Many a rider would bemoan the lack of saddle time their stable hours earned them, but not Marcussen. She saw an opportunity to become a part of a top show jumper barn, and she rolled up her sleeves to take it.

Kami Marcussen. Photo by Ann Glavan

Now a year and half later, impressed by Marcussen’s work ethic in the barn, Vanderveen has rescinded her riding ban. Marcussen rides up to eight horses a day, travels to shows with Vanderveen, and most recently has gotten the ride on Bull Run’s Holy Smokes, Vanderveen’s former five-star grand prix horse turned Under-25 grand prix jumper for Marcussen. It’s a rare thing for a trainer to gift one of their former top horses to a working student, but a student like Marcussen is equally unique in Vanderveen’s eyes.

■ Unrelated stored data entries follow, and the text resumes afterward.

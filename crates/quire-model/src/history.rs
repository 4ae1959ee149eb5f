//! Undo/redo history.
//!
//! ## Learning: Snapshots over Inverse Edits
//!
//! Documents are immutable values, so the history does not need to know
//! how to reverse an edit. It keeps the document and selection from before
//! each step; undoing swaps the current state for the saved one and files
//! the current state on the redo stack.
//!
//! Consecutive typing is coalesced: keystrokes that continue at the caret
//! left by the previous keystroke, within the coalescing window, extend the
//! same undo step instead of opening a new one.

use std::collections::VecDeque;
use std::time::{Duration, Instant};

use crate::document::Document;
use crate::selection::Selection;

/// Document and selection at a point in time.
#[derive(Debug, Clone, PartialEq)]
pub struct Snapshot {
    pub document: Document,
    pub selection: Selection,
}

impl Snapshot {
    pub fn new(document: Document, selection: Selection) -> Self {
        Self {
            document,
            selection,
        }
    }
}

/// What kind of change an undo step records.
#[derive(Debug, Clone, Copy, PartialEq, Eq)]
pub enum ChangeKind {
    /// Plain text typed at a caret; may coalesce with neighbouring typing.
    Typing,
    /// Anything else; always its own step.
    Other,
}

#[derive(Debug, Clone)]
struct Entry {
    before: Snapshot,
    kind: ChangeKind,
    /// Caret after the change, for typing continuity.
    caret_after: Option<usize>,
    timestamp: Option<Instant>,
}

/// Bounded undo/redo stacks.
///
/// ## Learning: VecDeque
///
/// The undo stack drops its oldest entry when full, so it needs cheap
/// removal at the front as well as push/pop at the back.
#[derive(Debug, Clone)]
pub struct History {
    undo_stack: VecDeque<Entry>,
    redo_stack: Vec<Snapshot>,
    max_size: usize,
    coalesce_threshold: Duration,
}

impl History {
    /// Creates a history keeping at most `max_size` undo steps.
    pub fn new(max_size: usize) -> Self {
        Self {
            undo_stack: VecDeque::with_capacity(max_size.min(1024)),
            redo_stack: Vec::new(),
            max_size: max_size.max(1),
            coalesce_threshold: Duration::from_millis(500),
        }
    }

    /// Sets the window within which typing coalesces.
    pub fn with_coalesce_threshold(mut self, threshold: Duration) -> Self {
        self.coalesce_threshold = threshold;
        self
    }

    /// Records a change, given the state before it and the selection after it.
    ///
    /// Clears the redo stack.
    pub fn record(&mut self, before: Snapshot, kind: ChangeKind, after: Selection) {
        self.redo_stack.clear();
        let caret_after = after.is_caret().then_some(after.head);

        if kind == ChangeKind::Typing {
            if let Some(last) = self.undo_stack.back_mut() {
                let recent = last
                    .timestamp
                    .is_some_and(|t| t.elapsed() < self.coalesce_threshold);
                let continues = before.selection.is_caret()
                    && last.caret_after == Some(before.selection.head);
                if last.kind == ChangeKind::Typing && recent && continues {
                    last.caret_after = caret_after;
                    last.timestamp = Some(Instant::now());
                    return;
                }
            }
        }

        self.undo_stack.push_back(Entry {
            before,
            kind,
            caret_after,
            timestamp: Some(Instant::now()),
        });
        while self.undo_stack.len() > self.max_size {
            self.undo_stack.pop_front();
        }
    }

    /// Steps back, given the current state. Returns the state to restore.
    pub fn undo(&mut self, current: Snapshot) -> Option<Snapshot> {
        let entry = self.undo_stack.pop_back()?;
        self.redo_stack.push(current);
        Some(entry.before)
    }

    /// Steps forward again, given the current state. Returns the state to restore.
    pub fn redo(&mut self, current: Snapshot) -> Option<Snapshot> {
        let next = self.redo_stack.pop()?;
        // No timestamp: a redone step never coalesces with later typing.
        self.undo_stack.push_back(Entry {
            before: current,
            kind: ChangeKind::Other,
            caret_after: None,
            timestamp: None,
        });
        Some(next)
    }

    /// Ends the current typing step so the next keystroke opens a new one.
    pub fn seal(&mut self) {
        if let Some(last) = self.undo_stack.back_mut() {
            last.timestamp = None;
        }
    }

    pub fn can_undo(&self) -> bool {
        !self.undo_stack.is_empty()
    }

    pub fn can_redo(&self) -> bool {
        !self.redo_stack.is_empty()
    }

    /// Clears all history.
    pub fn clear(&mut self) {
        self.undo_stack.clear();
        self.redo_stack.clear();
    }

    /// Returns the number of undo steps available.
    pub fn undo_count(&self) -> usize {
        self.undo_stack.len()
    }

    /// Returns the number of redo steps available.
    pub fn redo_count(&self) -> usize {
        self.redo_stack.len()
    }
}

impl Default for History {
    fn default() -> Self {
        Self::new(100)
    }
}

“Almost immediately when she started working for me I could see she had an amazing work ethic; she was like the Energizer bunny,” Vanderveen, 28, said. “She keeps going, she never slows down, but I think the best part that was evident even at the beginning was just her positive attitude. She comes to work happy, and she keeps a good attitude so people around her work well.”

Kami Marcussen with her pony jumper, Autumn Rhythm. Photo courtesy of Kami Marcussen

Vanderveen was skeptical about taking on a working student at all when Marcussen first approached her about the possibility of joining her program.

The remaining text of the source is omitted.